This collaborative public engagement project examines Dunedin's historical development and its changing economy, social life, and cultural pattern. The project team of Professor Tony Ballantyne, Professor Angela McCarthy, Professor Angela Wanhalla and Dr. Jane McCabe are interested in how the city has changed over time and the ways in which its pasts have shaped its current and future prospects. It disseminates reflections on the city's history and life here now through its blog, Facebook page and Twitter account.

The Politics of Intimacy

Led by Professor Angela Wanhalla, this project aims to trace the evolution in the practice, politics and meaning of marriage in New Zealand from the nineteenth century and up to the present day. It is supported by a prestigious Rutherford Discovery Fellowship that funds several postgraduate scholarships on projects exploring the emotional labour of marriage, Māori marriage, and marriage law reform.

Splitting up the farm?

In her Royal Society Te Apāranga Marsden Fast-Start project, Dr. Jane McCabe is investigating the connection between the ideology of family inheritance and care for the land in New Zealand across cultures and generations. The project widens the definition of a “farming family” to include different ethnicities, family formations and land uses and seeks to ascertain the practices and problems of intergenerational land transfer in two districts in New Zealand – Hokianga in the north of the North Island, and Taieri in the south of the South Island. What does guardianship of the land mean to different cultures in these districts, and how has this shaped the landscapes and waterways of Aotearoa? Keep up to date on the project by following Jane's blog.

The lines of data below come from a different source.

//! Cold-start discovery: catalog-wide picks served before any seed
//! preferences exist.
//!
//! `iconic` is a fixed curated slice of the catalog; `explore` is a
//! reproducible pseudo-random sample of less-mainstream items, seeded so
//! two calls against the same catalog return the same set.

use rand::rngs::StdRng;
use rand::SeedableRng;
use serde::{Deserialize, Serialize};
use std::collections::HashMap;

use crate::catalog::Catalog;
use crate::core::CatalogItem;

/// How the iconic list is selected
#[derive(Debug, Clone, Serialize, Deserialize)]
#[serde(rename_all = "snake_case")]
pub enum IconicRule {
    /// A curated list of well-known item ids
    ByIds(Vec<String>),
    /// The single most popular item per curated creator
    TopPerCreator(Vec<String>),
}

/// Per-domain discovery configuration
#[derive(Debug, Clone, Serialize, Deserialize)]
pub struct DiscoverSpec {
    pub iconic: IconicRule,
    /// Inclusive quality band for explore candidates, native units
    pub explore_quality: Option<(f64, f64)>,
    /// Inclusive popularity band for explore candidates, native units
    pub explore_popularity: Option<(f64, f64)>,
    /// Dominant tags excluded from explore, to surface the long tail
    pub excluded_tags: Vec<String>,
    pub sample_size: usize,
    /// RNG seed; fixed per domain for reproducible sampling
    pub seed: u64,
}

/// Discovery response
#[derive(Debug, Clone, Serialize, Deserialize)]
pub struct DiscoverResult {
    pub iconic: Vec<CatalogItem>,
    pub explore: Vec<CatalogItem>,
}

/// Build the discovery lists for one catalog
pub fn discover(catalog: &Catalog, spec: &DiscoverSpec) -> DiscoverResult {
    DiscoverResult {
        iconic: iconic(catalog, &spec.iconic),
        explore: explore(catalog, spec),
    }
}

fn iconic(catalog: &Catalog, rule: &IconicRule) -> Vec<CatalogItem> {
    match rule {
        IconicRule::ByIds(ids) => catalog.get_items(ids).into_iter().cloned().collect(),
        IconicRule::TopPerCreator(creators) => {
            let wanted: HashMap<String, usize> = creators
                .iter()
                .enumerate()
                .map(|(rank, c)| (c.to_lowercase(), rank))
                .collect();

            // Most popular item per curated creator
            let mut best: HashMap<String, usize> = HashMap::new();
            for (i, item) in catalog.items().iter().enumerate() {
                let key = item.creator_key();
                if !wanted.contains_key(&key) {
                    continue;
                }
                match best.get(&key) {
                    Some(&existing) if catalog.item(existing).popularity >= item.popularity => {}
                    _ => {
                        best.insert(key, i);
                    }
                }
            }

            // Keep the curated list's order
            let mut picks: Vec<(usize, usize)> = best
                .into_iter()
                .map(|(key, index)| (wanted[&key], index))
                .collect();
            picks.sort_unstable();
            picks
                .into_iter()
                .map(|(_, index)| catalog.item(index).clone())
                .collect()
        }
    }
}

fn explore(catalog: &Catalog, spec: &DiscoverSpec) -> Vec<CatalogItem> {
    let eligible: Vec<usize> = catalog
        .items()
        .iter()
        .enumerate()
        .filter(|(_, item)| {
            if let Some((lo, hi)) = spec.explore_quality {
                if item.quality < lo || item.quality > hi {
                    return false;
                }
            }
            if let Some((lo, hi)) = spec.explore_popularity {
                if item.popularity < lo || item.popularity > hi {
                    return false;
                }
            }
            !spec.excluded_tags.iter().any(|tag| item.has_tag(tag))
        })
        .map(|(i, _)| i)
        .collect();

    if eligible.is_empty() || spec.sample_size == 0 {
        return Vec::new();
    }

    let mut rng = StdRng::seed_from_u64(spec.seed);
    let amount = spec.sample_size.min(eligible.len());
    let sampled = rand::seq::index::sample(&mut rng, eligible.len(), amount);

    sampled
        .into_iter()
        .map(|i| catalog.item(eligible[i]).clone())
        .collect()
}

#[cfg(test)]
mod tests {
    use super::*;
    use ndarray::Array2;

    fn catalog() -> Catalog {
        let specs: Vec<(&str, &str, f64, f64, &[&str])> = vec![
            ("1", "One", 0.95, 90.0, &["Action"]),
            ("2", "Two", 0.94, 50.0, &["Puzzle"]),
            ("3", "Three", 0.93, 30.0, &["Puzzle"]),
            ("4", "Four", 0.50, 20.0, &["Puzzle"]),
            ("5", "Five", 0.96, 70.0, &["Simulation"]),
        ];
        let items = specs
            .iter()
            .enumerate()
            .map(|(i, (id, name, q, pop, tags))| {
                let mut item = CatalogItem::new(*id, *name, if i < 2 { "Alpha Dev" } else { "Beta Dev" });
                item.quality = *q;
                item.popularity = *pop;
                item.tags = tags.iter().map(|t| t.to_string()).collect();
                item
            })
            .collect();
        Catalog::from_parts(items, Array2::zeros((specs.len(), 2)))
    }

    fn spec() -> DiscoverSpec {
        DiscoverSpec {
            iconic: IconicRule::ByIds(vec!["1".to_string(), "5".to_string()]),
            explore_quality: Some((0.9, 1.0)),
            explore_popularity: None,
            excluded_tags: vec!["Action".to_string()],
            sample_size: 2,
            seed: 42,
        }
    }

    #[test]
    fn test_iconic_by_ids_preserves_order() {
        let result = discover(&catalog(), &spec());
        let ids: Vec<&str> = result.iconic.iter().map(|i| i.id.as_str()).collect();
        assert_eq!(ids, vec!["1", "5"]);
    }

    #[test]
    fn test_iconic_top_per_creator() {
        let mut s = spec();
        s.iconic = IconicRule::TopPerCreator(vec!["Beta Dev".to_string(), "Alpha Dev".to_string()]);

        let result = discover(&catalog(), &s);
        let ids: Vec<&str> = result.iconic.iter().map(|i| i.id.as_str()).collect();
        // Most popular per creator, in curated-list order
        assert_eq!(ids, vec!["5", "1"]);
    }

    #[test]
    fn test_explore_respects_band_and_exclusions() {
        let result = discover(&catalog(), &spec());
        for item in &result.explore {
            assert!(item.quality >= 0.9);
            assert!(!item.has_tag("Action"));
        }
        assert_eq!(result.explore.len(), 2);
    }

    #[test]
    fn test_explore_is_reproducible() {
        let a = discover(&catalog(), &spec());
        let b = discover(&catalog(), &spec());
        let ids_a: Vec<&str> = a.explore.iter().map(|i| i.id.as_str()).collect();
        let ids_b: Vec<&str> = b.explore.iter().map(|i| i.id.as_str()).collect();
        assert_eq!(ids_a, ids_b);
    }

    #[test]
    fn test_explore_sample_larger_than_pool() {
        let mut s = spec();
        s.sample_size = 50;
        let result = discover(&catalog(), &s);
        // Pool is {2, 3, 5}
        assert_eq!(result.explore.len(), 3);
    }
}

Te Hau Kāinga: The Histories and Legacies of the Māori Home Front, 1939-45

Māori participation in World War II was significant. Nearly 16,000 Māori enlisted for service and around 3,600 served overseas. By March 1943, one-third of the Māori population were contributing to the war effort, many of them civilians. For Māori, the experience of war instigated significant social, economic and demographic transitions, and stimulated calls for equality of treatment in all areas of life in the post-war decades. Yet, the wartime experience is one of the least understood changes in Māori society. This Marsden project, co-led by Angela Wanhalla and Lachy Paterson, will offer a sustained examination of the Māori home front from the perspectives of women, young people, whānau and communities who experienced the war at home. Utilising archival research and personal testimonies, the projects seeks to address how ordinary Māori mobilised for wartime economic needs, and made a distinctive contribution to post-war aspirations for political and economic self-determination and aims to place Māori experience into a global framework and generate new knowledge about Indigenous experiences of global war. For more information see maorihomefront.nz

Completed Projects

He Reo Wāhine

This project, a collaboration between Lachy Paterson and Angela Wanhalla, sought to illuminate the extent and nature of Māori women's writing in the colonial period. Supported by a University of Otago Summer Scholarship, this archive-based project uncovered over 500 examples of women's writing across a number of genres, including letters, petitions, autobiography and creative expression. A key outcome of the project is a co-written book, He Reo Wāhine: Māori Women's Voices from the Nineteenth Century (Auckland University Press, 2017).

Mining Marsden

In this collaborative project, the Centre worked with the University of Otago Library to create the Marsden Online Archive to provide the metadata and a platform to make the letters and journals of Christian Missionary Society leaders and workers in the Hocken Collections available to a wide range of communities and researchers.

The Centre for Research on Colonial Culture has become a major player in the regional and global circulation of knowledge about colonial histories and their many social, political, economic and cultural implications for the present. The sheer range of visiting scholars and events is impressive, but the conceptual and imaginative reach of the Centre's programs is equally stunning. It makes Dunedin a must-stop destination for all those interested in the work of contemporary colonial studies, and Otago a watchword for smart, critically engaged interdisciplinary research at the cutting edge of the humanities and the interpretive social sciences.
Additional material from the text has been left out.